Universal Jokes

  • Paying Guest

    A man, about 80, goes to his doctor for a checkup because he is planning to get married.

    After congratulations and a clean bill of health, the doctor asks about his fiancee. The old man shows him a photo of a very beautiful, mid-twenties young lady.

    Thinking his patient might not be able to keep up with the physical stress of married life, he says, "I think you should consider getting a paying guest to keep your wife company while you have your regular naps."

    The patient agrees.

    Months later, the doctor bumps into the old man and asks, "How is married life?"

    The patient says, "Congratulate me, doctor. My wife is pregnant."

    The doctor congratulates him, and asks, "And did you take my advice about the paying guest?"

    "I certainly did, doctor. Thank you for that advice."

    "I see it worked out then," said the doctor, trying hard to hide his smile.

    "Oh yes, it did. She's pregnant too."
  • Suspicious Looking Couple!

    The flight attendant sees a suspicious looking couple on board, so she reports it to the Captain immediately.

    "Sir, I think we have a case of human trafficking! There is a very pretty, hot and attractive female passenger onboard, who looks quite frightened and the man she is with is a fat old slob who looks like a lecher, very sullen, mean and dangerous!"

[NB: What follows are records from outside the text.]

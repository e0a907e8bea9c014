//! Word-boundary tokenizer and the case transforms built on it.
//!
//! Boundaries are `_`, `-`, whitespace, a lowercase letter or digit followed
//! by an uppercase letter, and the last letter of an uppercase run that is
//! followed by a lowercase letter (`HTMLParser` → `html`, `parser`).
//! Delimiter runs collapse; every other character lands in some word.

use crate::codec;
use crate::Inflections;

/// Split into lowercase word fragments.
pub(crate) fn words(s: &str) -> Vec<String> {
    let chars: Vec<char> = s.chars().collect();
    let mut words = Vec::new();
    let mut current = String::new();
    for (i, &c) in chars.iter().enumerate() {
        if c == '_' || c == '-' || c.is_whitespace() {
            if !current.is_empty() {
                words.push(std::mem::take(&mut current));
            }
            continue;
        }
        if c.is_uppercase() && !current.is_empty() && i > 0 {
            let prev = chars[i - 1];
            let next_is_lower = chars.get(i + 1).is_some_and(|n| n.is_lowercase());
            let boundary = prev.is_lowercase()
                || prev.is_ascii_digit()
                || (prev.is_uppercase() && next_is_lower);
            if boundary {
                words.push(std::mem::take(&mut current));
            }
        }
        current.extend(c.to_lowercase());
    }
    if !current.is_empty() {
        words.push(current);
    }
    words
}

/// First character uppercased, the rest untouched.
fn upper_first(word: &str) -> String {
    let mut chars = word.chars();
    match chars.next() {
        Some(first) => first.to_uppercase().chain(chars).collect(),
        None => String::new(),
    }
}

pub(crate) fn camelize(s: &str, first_upper: bool, inflections: &Inflections) -> String {
    let mut out = String::with_capacity(s.len());
    for (i, word) in words(s).iter().enumerate() {
        if i == 0 && !first_upper {
            out.push_str(word);
        } else if let Some(acronym) = inflections.acronym(word) {
            out.push_str(acronym);
        } else {
            out.push_str(&upper_first(word));
        }
    }
    out
}

pub(crate) fn delimit(s: &str, separator: &str) -> String {
    words(s).join(separator)
}

pub(crate) fn humanize(s: &str, inflections: &Inflections) -> String {
    let replaced = inflections.apply_humans(s);
    let mut parts = words(&replaced);
    if parts.len() > 1 && parts.last().is_some_and(|w| w == "id") {
        parts.pop();
    }
    let joined = parts
        .iter()
        .map(|w| inflections.acronym(w).map_or_else(|| w.clone(), str::to_string))
        .collect::<Vec<_>>()
        .join(" ");
    upper_first(&joined)
}

fn ends_sentence(word: &str) -> bool {
    word.ends_with(['.', ':', ';', '!'])
}

pub(crate) fn titleize(s: &str, inflections: &Inflections) -> String {
    let human = humanize(&delimit(s, " "), inflections);
    let parts: Vec<&str> = human.split(' ').filter(|w| !w.is_empty()).collect();
    let last = parts.len().saturating_sub(1);
    let mut after_stop = false;
    let mut out = Vec::with_capacity(parts.len());
    for (i, word) in parts.iter().enumerate() {
        let stop = ends_sentence(word);
        let forced = i == 0 || i == last || stop || after_stop;
        after_stop = stop;
        if forced || !inflections.is_minor_word(word) {
            out.push(upper_first(word));
        } else {
            out.push((*word).to_string());
        }
    }
    out.join(" ")
}

pub(crate) fn parameterize(s: &str, separator: &str) -> String {
    let folded = codec::normalize(s).to_lowercase();
    let mut out = String::with_capacity(folded.len());
    let mut pending = false;
    for c in folded.chars() {
        if c.is_ascii_alphanumeric() {
            if pending && !out.is_empty() {
                out.push_str(separator);
            }
            pending = false;
            out.push(c);
        } else {
            pending = true;
        }
    }
    out
}

pub(crate) fn capitalize(s: &str, all: bool) -> String {
    let lower = s.to_lowercase();
    let mut out = String::with_capacity(lower.len());
    let mut prev_cased = false;
    for (i, c) in lower.chars().enumerate() {
        let cased = c.is_lowercase() || c.is_uppercase();
        let raise = if all { !prev_cased } else { i == 0 };
        if raise {
            out.extend(c.to_uppercase());
        } else {
            out.push(c);
        }
        prev_cased = cased;
    }
    out
}
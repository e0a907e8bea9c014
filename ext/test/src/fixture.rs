//! Conformance test fixture runner
//!
//! Loads YAML fixtures and runs them through [`sucre::catalogue`].
//!
//! ```yaml
//! name: at_wraps
//! description: Indexes past either end wrap around
//! op: at
//! cases:
//!   - name: past the end
//!     input: jumpy
//!     args: { index: 5 }
//!     expect: j
//!   - name: not a string
//!     input: { a: 1 }
//!     error: invalid_argument
//! ```
//!
//! A case may override the fixture's `op`. A fixture may carry an
//! `inflections` table that replaces the built-in English one.

use serde::Deserialize;
use sucre::{catalogue, Error, Inflections, InflectionsConfig, Value};

/// A complete test fixture
#[derive(Debug, Deserialize)]
#[serde(deny_unknown_fields)]
pub struct Fixture {
    pub name: String,
    pub description: String,
    /// Operation every case runs unless it names its own.
    #[serde(default)]
    pub op: Option<String>,
    #[serde(default)]
    pub inflections: Option<InflectionsConfig>,
    pub cases: Vec<TestCase>,
}

/// Test case
#[derive(Debug, Deserialize)]
#[serde(deny_unknown_fields)]
pub struct TestCase {
    pub name: String,
    #[serde(default)]
    pub op: Option<String>,
    pub input: Value,
    #[serde(default)]
    pub args: Value,
    /// Expected output. Absent means `null`.
    #[serde(default)]
    pub expect: Value,
    /// Expected error kind instead of an output.
    #[serde(default)]
    pub error: Option<String>,
}

// ═══════════════════════════════════════════════════════════════════════════════
// Runner
// ═══════════════════════════════════════════════════════════════════════════════

/// Result of running a single test case
#[derive(Debug)]
pub struct CaseResult {
    pub case_name: String,
    pub passed: bool,
    pub expected: String,
    pub actual: String,
}

/// Snake-case name of an error variant, as fixtures spell it.
#[must_use]
pub fn error_kind(err: &Error) -> &'static str {
    match err {
        Error::InvalidArgument { .. } => "invalid_argument",
        Error::InvalidPattern { .. } => "invalid_pattern",
        Error::PatternTooLong { .. } => "pattern_too_long",
        Error::InvalidConfig { .. } => "invalid_config",
        Error::Decode { .. } => "decode",
    }
}

impl Fixture {
    /// Parse a fixture from YAML
    pub fn from_yaml(yaml: &str) -> Result<Self, serde_yaml::Error> {
        serde_yaml::from_str(yaml)
    }

    /// Parse multiple fixtures from a YAML file with `---` separators
    pub fn from_yaml_multi(yaml: &str) -> Result<Vec<Self>, serde_yaml::Error> {
        let mut fixtures = Vec::new();
        for doc in serde_yaml::Deserializer::from_str(yaml) {
            fixtures.push(Self::deserialize(doc)?);
        }
        Ok(fixtures)
    }

    /// Run all test cases and return results
    ///
    /// # Errors
    ///
    /// Returns an error if the fixture's `inflections` table does not compile.
    pub fn run(&self) -> Result<Vec<CaseResult>, Error> {
        let custom = self
            .inflections
            .as_ref()
            .map(Inflections::from_config)
            .transpose()?;
        let inflections = custom.as_ref().unwrap_or_else(|| Inflections::english());

        Ok(self
            .cases
            .iter()
            .map(|case| self.run_case(case, inflections))
            .collect())
    }

    fn run_case(&self, case: &TestCase, inflections: &Inflections) -> CaseResult {
        let outcome = match case.op.as_deref().or(self.op.as_deref()) {
            Some(op) => catalogue::invoke(op, &case.input, &case.args, inflections),
            None => Err(Error::InvalidArgument {
                argument: "operation",
                reason: "no op on the case or the fixture".into(),
            }),
        };

        let (passed, actual) = match (&case.error, outcome) {
            (None, Ok(out)) => (out == case.expect, format!("{out:?}")),
            (Some(kind), Err(err)) => (error_kind(&err) == kind, format!("error {err}")),
            (None, Err(err)) => (false, format!("error {err}")),
            (Some(_), Ok(out)) => (false, format!("{out:?}")),
        };
        let expected = match &case.error {
            Some(kind) => format!("error {kind}"),
            None => format!("{:?}", case.expect),
        };

        CaseResult {
            case_name: case.name.clone(),
            passed,
            expected,
            actual,
        }
    }

    /// Run all test cases and panic on first failure
    pub fn run_and_assert(&self) {
        let results = self
            .run()
            .unwrap_or_else(|e| panic!("Fixture '{}' has bad inflections: {e}", self.name));
        for result in results {
            assert!(
                result.passed,
                "Fixture '{}' case '{}' failed: expected {}, got {}",
                self.name, result.case_name, result.expected, result.actual
            );
        }
    }
}

#[cfg(test)]
mod tests {
    use super::*;

    const YAML: &str = r#"
name: pluralize
description: Built-in and custom plurals
op: pluralize
cases:
  - name: regular
    input: post
    expect: posts
  - name: wrong input
    input: 3
    error: invalid_argument
---
name: custom
description: Fixture-level table
inflections:
  irregulars: [{ singular: cactus, plural: cacti }]
cases:
  - name: irregular from the table
    op: pluralize
    input: cactus
    expect: cacti
"#;

    #[test]
    fn parses_multi_document_yaml() {
        let fixtures = Fixture::from_yaml_multi(YAML).unwrap();
        assert_eq!(fixtures.len(), 2);
        assert_eq!(fixtures[0].cases.len(), 2);
        assert!(fixtures[1].inflections.is_some());
    }

    #[test]
    fn runs_cases() {
        for fixture in Fixture::from_yaml_multi(YAML).unwrap() {
            fixture.run_and_assert();
        }
    }

    #[test]
    fn reports_mismatches() {
        let fixture = Fixture::from_yaml(
            "name: bad\ndescription: wrong expectation\nop: reverse\ncases:\n  - { name: r, input: abc, expect: abc }\n",
        )
        .unwrap();
        let results = fixture.run().unwrap();
        assert!(!results[0].passed);
        assert_eq!(results[0].actual, r#"String("cba")"#);
    }

    #[test]
    fn missing_op_fails_the_case() {
        let fixture =
            Fixture::from_yaml("name: x\ndescription: no op\ncases:\n  - { name: r, input: abc }\n").unwrap();
        assert!(!fixture.run().unwrap()[0].passed);
    }

    #[test]
    fn expect_defaults_to_null() {
        let fixture = Fixture::from_yaml(
            "name: x\ndescription: null out\nop: at\ncases:\n  - { name: r, input: abc, args: { index: 9, wrap: false } }\n",
        )
        .unwrap();
        fixture.run_and_assert();
    }
}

    "The Captain responds, "Patricia, I've told you before... We have resigned from United Airlines and now This is Air Force One."
  • Bollywood Puns

    Pankaj fell in love,
    Pankaj married,
    Pankaj divorced,
    Pankaj Udaas.

    Sameera went to a parlor,
    Sameera did her hair,
    Sameera did her makeup,
    Sameera Reddy. Kangana hit the ball,
    Kangana ran for a single,
    Kangana did not reach the crease,
    Kangana Ranaut.

    Hrithik buys bulb,
    Hrithik puts bulb in socket,
    Hrithik switches bulb on,
    Hrithik Roshan.

    Neil arms weak,
    Neil joins gym,
    Neil does chin-ups,
    Neil Armstrong.

    Anil mombatti,
    Anil agarbatti,
    Anil dhoop,
    Anil Kapoor.

    Minisha purchased a cycle,
    Minisha started riding cycle,
    Minisha's height increased,
    Minisha Lamba.

    William making fruit shake,
    William took pears,
    William put them in glass,
    William Shakespeare

    Mika went to studio,
    Mika went to recording room,
    Mika took the mike,
    Mika Singh.
  • Local Call

    Ronald Reagan, Idi Amin and Queen Elizabeth all died and met in hell.

    While there, they saw a red phone and asked what the phone is for. The devil tells them it is for calling back to Earth.

    Idi Amin calls Uganda, Africa and talks for 5 minutes. When he is finished the devil informs him that the cost is a million dollars, so Idi Amin writes him a check.

    Next Queen Elizabeth calls England and talks for 30 minutes.

    When she is finished the devil informs her that cost is 6 million pounds, so she writes him a check.

    Finally Ronald Reagan gets his turn and calls USA and talks for 4 hours.

    When he is finished the devil informs him that the cost is $5 dollars.

    When Idi Amin and Queen Elizabeth hears this, they both go ballistic and asks the devil why Ronald Reagan got to call USA so cheaply.

    The devil smiles and replies, "Since Trump took over, the country has gone to hell, so it's a local call.